Pregnant and laid off: Is that legal?

Pregnancy is a time of major change. For some, the changes extend beyond the growing belly and new family dynamic and into their careers. It happens often but is it legal for a pregnant woman to be laid off or let go from her job?

The answer will depend on the reason why she was laid off.

The Pregnancy Discrimination Act prohibits employers from treating pregnant employees differently than nonpregnant employees. This means that they may not be fired, laid off, not hired, demoted, passed over for a promotion, given a pay cut, have their benefits taken away or being denied reasonable accommodations because they are pregnant. However, if it can be shown that they are laid off for another, legitimate reason unrelated to the pregnancy that is unfortunate, but legal.

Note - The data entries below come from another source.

//! Provider configuration models and validation

use serde::{Deserialize, Serialize};
use thiserror::Error;

use crate::constants::DEFAULT_SIGNAL_THRESHOLD;
use crate::models::{
	Coordinates, Polygon, ProviderDescriptor, Technology, TechnologySet, MAX_CONFIDENCE,
	MAX_PRIORITY, MIN_PRIORITY,
};

/// Validation errors for a single provider definition
#[derive(Error, Debug, Clone, PartialEq)]
pub enum ProviderConfigError {
	#[error("Provider name must not be empty")]
	EmptyName,

	#[error("Provider '{name}' has priority {priority}, expected 1-10")]
	InvalidPriority { name: String, priority: u8 },

	#[error("Provider '{name}' declares no technologies")]
	NoTechnologies { name: String },

	#[error("Provider '{name}': {reason}")]
	Invalid { name: String, reason: String },
}

/// A provider entry as it appears in configuration
#[derive(Debug, Clone, PartialEq, Serialize, Deserialize)]
pub struct ProviderConfig {
	/// Unique provider name
	pub name: String,

	/// 1-10, higher wins ties between covered providers
	pub priority: u8,

	#[serde(default = "default_enabled")]
	pub enabled: bool,

	/// Overrides the engine-wide minimum interval between requests
	#[serde(default)]
	pub rate_limit_interval_ms: Option<u64>,

	/// Adapter variant and its settings
	#[serde(flatten)]
	pub kind: ProviderKind,
}

fn default_enabled() -> bool {
	true
}

/// Adapter variants that can be built from configuration
#[derive(Debug, Clone, PartialEq, Serialize, Deserialize)]
#[serde(tag = "kind", rename_all = "snake_case")]
pub enum ProviderKind {
	/// Wireless coverage within a radius of known towers
	TowerRadius(TowerRadiusConfig),
	/// Fibre coverage inside mapped network footprints
	FibrePolygon(FibrePolygonConfig),
	/// Mobile coverage from a carrier map service
	MobileMap(MobileMapConfig),
}

impl ProviderKind {
	pub fn as_str(&self) -> &'static str {
		match self {
			ProviderKind::TowerRadius(_) => "tower_radius",
			ProviderKind::FibrePolygon(_) => "fibre_polygon",
			ProviderKind::MobileMap(_) => "mobile_map",
		}
	}

	/// Every technology this variant can report
	pub fn technologies(&self) -> TechnologySet {
		match self {
			ProviderKind::TowerRadius(config) => config
				.technologies
				.union(&config.baseline_technologies)
				.copied()
				.collect(),
			ProviderKind::FibrePolygon(_) => [Technology::Fibre].into_iter().collect(),
			ProviderKind::MobileMap(config) => config.variants.iter().copied().collect(),
		}
	}
}

/// One transmission site
#[derive(Debug, Clone, PartialEq, Serialize, Deserialize)]
pub struct TowerSite {
	pub name: String,
	pub latitude: f64,
	pub longitude: f64,
	pub range_km: f64,
}

impl TowerSite {
	pub fn new(name: impl Into<String>, latitude: f64, longitude: f64, range_km: f64) -> Self {
		Self {
			name: name.into(),
			latitude,
			longitude,
			range_km,
		}
	}

	pub fn coordinates(&self) -> Coordinates {
		Coordinates::new(self.latitude, self.longitude)
	}
}

#[derive(Debug, Clone, PartialEq, Serialize, Deserialize)]
pub struct TowerRadiusConfig {
	pub towers: Vec<TowerSite>,

	/// Delivered when the point lies within range of a tower
	#[serde(default = "default_tower_technologies")]
	pub technologies: TechnologySet,

	/// Delivered everywhere in the service area regardless of towers
	#[serde(default)]
	pub baseline_technologies: TechnologySet,

	#[serde(default = "default_in_range_confidence")]
	pub in_range_confidence: u8,

	#[serde(default = "default_baseline_confidence")]
	pub baseline_confidence: u8,

	#[serde(default)]
	pub packages: Vec<String>,

	#[serde(default)]
	pub baseline_packages: Vec<String>,

	#[serde(default)]
	pub install_days: Option<u32>,
}

fn default_tower_technologies() -> TechnologySet {
	[Technology::FixedWireless].into_iter().collect()
}

fn default_in_range_confidence() -> u8 {
	95
}

fn default_baseline_confidence() -> u8 {
	70
}

impl TowerRadiusConfig {
	pub fn new(towers: Vec<TowerSite>) -> Self {
		Self {
			towers,
			technologies: default_tower_technologies(),
			baseline_technologies: TechnologySet::new(),
			in_range_confidence: default_in_range_confidence(),
			baseline_confidence: default_baseline_confidence(),
			packages: Vec::new(),
			baseline_packages: Vec::new(),
			install_days: None,
		}
	}
}

/// Build state of a fibre footprint, which sets its default confidence
#[derive(Debug, Clone, Copy, PartialEq, Eq, Serialize, Deserialize)]
#[serde(rename_all = "snake_case")]
pub enum FibreAreaStatus {
	/// Buildings already lit
	Connected,
	/// Fibre passes nearby; a short build is required
	NearNet,
	/// Only duct routes exist
	Ductbank,
}

impl FibreAreaStatus {
	pub fn default_confidence(&self) -> u8 {
		match self {
			FibreAreaStatus::Connected => 95,
			FibreAreaStatus::NearNet => 75,
			FibreAreaStatus::Ductbank => 50,
		}
	}
}

/// One mapped network footprint
#[derive(Debug, Clone, PartialEq, Serialize, Deserialize)]
pub struct FibreArea {
	pub name: String,

	#[serde(default = "default_area_status")]
	pub status: FibreAreaStatus,

	/// Polygon vertices, implicitly closed
	pub vertices: Vec<Coordinates>,

	/// Overrides the status-derived confidence
	#[serde(default)]
	pub confidence: Option<u8>,

	#[serde(default)]
	pub packages: Vec<String>,

	#[serde(default)]
	pub install_days: Option<u32>,
}

fn default_area_status() -> FibreAreaStatus {
	FibreAreaStatus::Connected
}

impl FibreArea {
	pub fn new(name: impl Into<String>, status: FibreAreaStatus, polygon: Polygon) -> Self {
		Self {
			name: name.into(),
			status,
			vertices: polygon.vertices,
			confidence: None,
			packages: Vec::new(),
			install_days: None,
		}
	}

	pub fn polygon(&self) -> Polygon {
		Polygon::new(self.vertices.clone())
	}

	pub fn confidence(&self) -> u8 {
		self.confidence
			.unwrap_or_else(|| self.status.default_confidence())
	}
}

#[derive(Debug, Clone, PartialEq, Serialize, Deserialize)]
pub struct FibrePolygonConfig {
	pub areas: Vec<FibreArea>,
}

#[derive(Debug, Clone, PartialEq, Serialize, Deserialize)]
pub struct MobileMapConfig {
	/// Base URL of the carrier coverage map service
	pub endpoint: String,

	/// Variants tried in order until one answers
	#[serde(default = "default_variants")]
	pub variants: Vec<Technology>,

	/// Signal strength (0-100) below which confidence is degraded
	#[serde(default = "default_signal_threshold")]
	pub signal_threshold: u8,

	/// Suggested when the upstream lists no packages
	#[serde(default = "default_mobile_packages")]
	pub default_packages: Vec<String>,

	#[serde(default)]
	pub headers: Vec<(String, String)>,
}

fn default_variants() -> Vec<Technology> {
	vec![Technology::FourG, Technology::FiveG, Technology::Lte]
}

fn default_signal_threshold() -> u8 {
	DEFAULT_SIGNAL_THRESHOLD
}

fn default_mobile_packages() -> Vec<String> {
	vec![
		"Business 4G 25GB".to_string(),
		"Business 4G 50GB".to_string(),
	]
}

impl MobileMapConfig {
	pub fn new(endpoint: impl Into<String>) -> Self {
		Self {
			endpoint: endpoint.into(),
			variants: default_variants(),
			signal_threshold: default_signal_threshold(),
			default_packages: default_mobile_packages(),
			headers: Vec::new(),
		}
	}
}

impl ProviderConfig {
	pub fn new(name: impl Into<String>, priority: u8, kind: ProviderKind) -> Self {
		Self {
			name: name.into(),
			priority,
			enabled: true,
			rate_limit_interval_ms: None,
			kind,
		}
	}

	/// Registration metadata derived from this entry
	pub fn descriptor(&self) -> ProviderDescriptor {
		ProviderDescriptor::new(self.name.clone(), self.kind.technologies(), self.priority)
	}

	/// Validate the provider definition
	pub fn validate(&self) -> Result<(), ProviderConfigError> {
		if self.name.trim().is_empty() {
			return Err(ProviderConfigError::EmptyName);
		}

		if !(MIN_PRIORITY..=MAX_PRIORITY).contains(&self.priority) {
			return Err(ProviderConfigError::InvalidPriority {
				name: self.name.clone(),
				priority: self.priority,
			});
		}

		if self.kind.technologies().is_empty() {
			return Err(ProviderConfigError::NoTechnologies {
				name: self.name.clone(),
			});
		}

		let invalid = |reason: String| ProviderConfigError::Invalid {
			name: self.name.clone(),
			reason,
		};

		match &self.kind {
			ProviderKind::TowerRadius(config) => {
				for tower in &config.towers {
					if !tower.coordinates().is_finite() {
						return Err(invalid(format!("tower '{}' has invalid coordinates", tower.name)));
					}
					if !(tower.range_km.is_finite() && tower.range_km > 0.0) {
						return Err(invalid(format!("tower '{}' has non-positive range", tower.name)));
					}
				}
				if config.in_range_confidence == 0 || config.in_range_confidence > MAX_CONFIDENCE {
					return Err(invalid("in_range_confidence must be 1-100".to_string()));
				}
				if !config.baseline_technologies.is_empty()
					&& (config.baseline_confidence == 0 || config.baseline_confidence > MAX_CONFIDENCE)
				{
					return Err(invalid("baseline_confidence must be 1-100".to_string()));
				}
			},
			ProviderKind::FibrePolygon(config) => {
				for area in &config.areas {
					if area.vertices.len() < 3 {
						return Err(invalid(format!("area '{}' needs at least 3 vertices", area.name)));
					}
					if matches!(area.confidence, Some(c) if c == 0 || c > MAX_CONFIDENCE) {
						return Err(invalid(format!("area '{}' confidence must be 1-100", area.name)));
					}
				}
			},
			ProviderKind::MobileMap(config) => {
				if config.endpoint.trim().is_empty() {
					return Err(invalid("endpoint must not be empty".to_string()));
				}
				if config.variants.iter().any(|t| !t.is_mobile()) {
					return Err(invalid("variants must be mobile technologies".to_string()));
				}
				if config.signal_threshold > MAX_CONFIDENCE {
					return Err(invalid("signal_threshold must be 0-100".to_string()));
				}
			},
		}

		Ok(())
	}
}
//! One gated, time-boxed, recorded invocation of one adapter

use coverage_types::{
	AdapterError, CacheLookupPoint, Coordinates, CoverageAdapter, MetricsDataPoint, ProviderResult,
};
use coverage_storage::{ProviderCacheKey, ResultCache};
use std::sync::Arc;
use tokio::time::{timeout, Duration, Instant};
use tracing::{debug, warn};

use crate::alerts::AlertMonitor;
use crate::health::HealthMonitor;
use crate::metrics::MetricsCollector;
use crate::rate_limiter::RateLimiter;

/// Wraps adapter calls with the per-provider cache, rate limiting, a
/// timeout, and health/metrics/alert recording
///
/// `invoke` never fails: adapter errors and timeouts come back as
/// non-covered results carrying the failure in their note. The timeout and
/// the recorded latency cover the adapter call only; time spent waiting on
/// the rate limiter is local queueing and is not held against the provider.
#[derive(Debug, Clone)]
pub struct ProviderService {
	cache: ResultCache,
	rate_limiter: Arc<RateLimiter>,
	health: Arc<HealthMonitor>,
	metrics: Arc<MetricsCollector>,
	alerts: Arc<AlertMonitor>,
	provider_timeout: Duration,
	coordinate_precision: u32,
}

impl ProviderService {
	pub fn new(
		cache: ResultCache,
		rate_limiter: Arc<RateLimiter>,
		health: Arc<HealthMonitor>,
		metrics: Arc<MetricsCollector>,
		alerts: Arc<AlertMonitor>,
		provider_timeout: Duration,
		coordinate_precision: u32,
	) -> Self {
		Self {
			cache,
			rate_limiter,
			health,
			metrics,
			alerts,
			provider_timeout,
			coordinate_precision,
		}
	}

	pub fn provider_timeout(&self) -> Duration {
		self.provider_timeout
	}

	pub async fn invoke(
		&self,
		adapter: &Arc<dyn CoverageAdapter>,
		coordinates: Coordinates,
	) -> ProviderResult {
		let descriptor = adapter.descriptor();
		let technology = descriptor.primary_technology();
		let key = ProviderCacheKey::new(
			descriptor.name.clone(),
			technology,
			coordinates.round(self.coordinate_precision),
		);

		let cached = self.cache.get_provider(&key);
		self.metrics.record_cache_lookup(CacheLookupPoint::new(
			Some(descriptor.name.clone()),
			cached.is_some(),
		));
		if let Some(result) = cached {
			return (*result).clone();
		}

		let generation = self.cache.generation();
		self.rate_limiter.acquire(&descriptor.name).await;

		let started = Instant::now();
		let outcome = timeout(self.provider_timeout, adapter.check_coverage(coordinates))
			.await
			.unwrap_or_else(|_| {
				Err(AdapterError::Timeout {
					timeout_ms: self.provider_timeout.as_millis() as u64,
				})
			});
		let latency_ms = started.elapsed().as_millis() as u64;

		match outcome {
			Ok(result) => {
				debug!(
					"Provider {} answered in {}ms (covered: {})",
					descriptor.name, latency_ms, result.covered
				);
				self.health.record(&descriptor.name, true, latency_ms);
				self.alerts.record(&descriptor.name, true, latency_ms);
				self.metrics.record_call(MetricsDataPoint::success(
					descriptor.name.clone(),
					technology,
					latency_ms,
				));
				self.cache
					.put_provider_if_current(generation, key, result.clone());
				result
			},
			Err(e) => {
				let kind = e.kind();
				warn!(
					"Provider {} failed after {}ms ({}): {}",
					descriptor.name, latency_ms, kind, e
				);
				self.health.record(&descriptor.name, false, latency_ms);
				self.alerts.record(&descriptor.name, false, latency_ms);
				self.metrics.record_call(MetricsDataPoint::failure(
					descriptor.name.clone(),
					technology,
					latency_ms,
					kind,
				));
				ProviderResult::failure(descriptor, e.to_string())
			},
		}
	}
}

For example, if an employer needs to cut costs by downsizing and a pregnant employee works in a position that is eliminated, it is legal as long as the criteria for lay off applies equally to other non-pregnant employees as well. If a pregnant employee is laid off because the employer claims that they are downsizing but then only lets the pregnant employee go, a case of illegal pregnancy discrimination could possibly be made.

To support a claim of pregnancy discrimination, there must be evidence to show that the employer most likely laid the employee off because of the pregnancy. Hard evidence of this would be the best to have, but not absolutely required.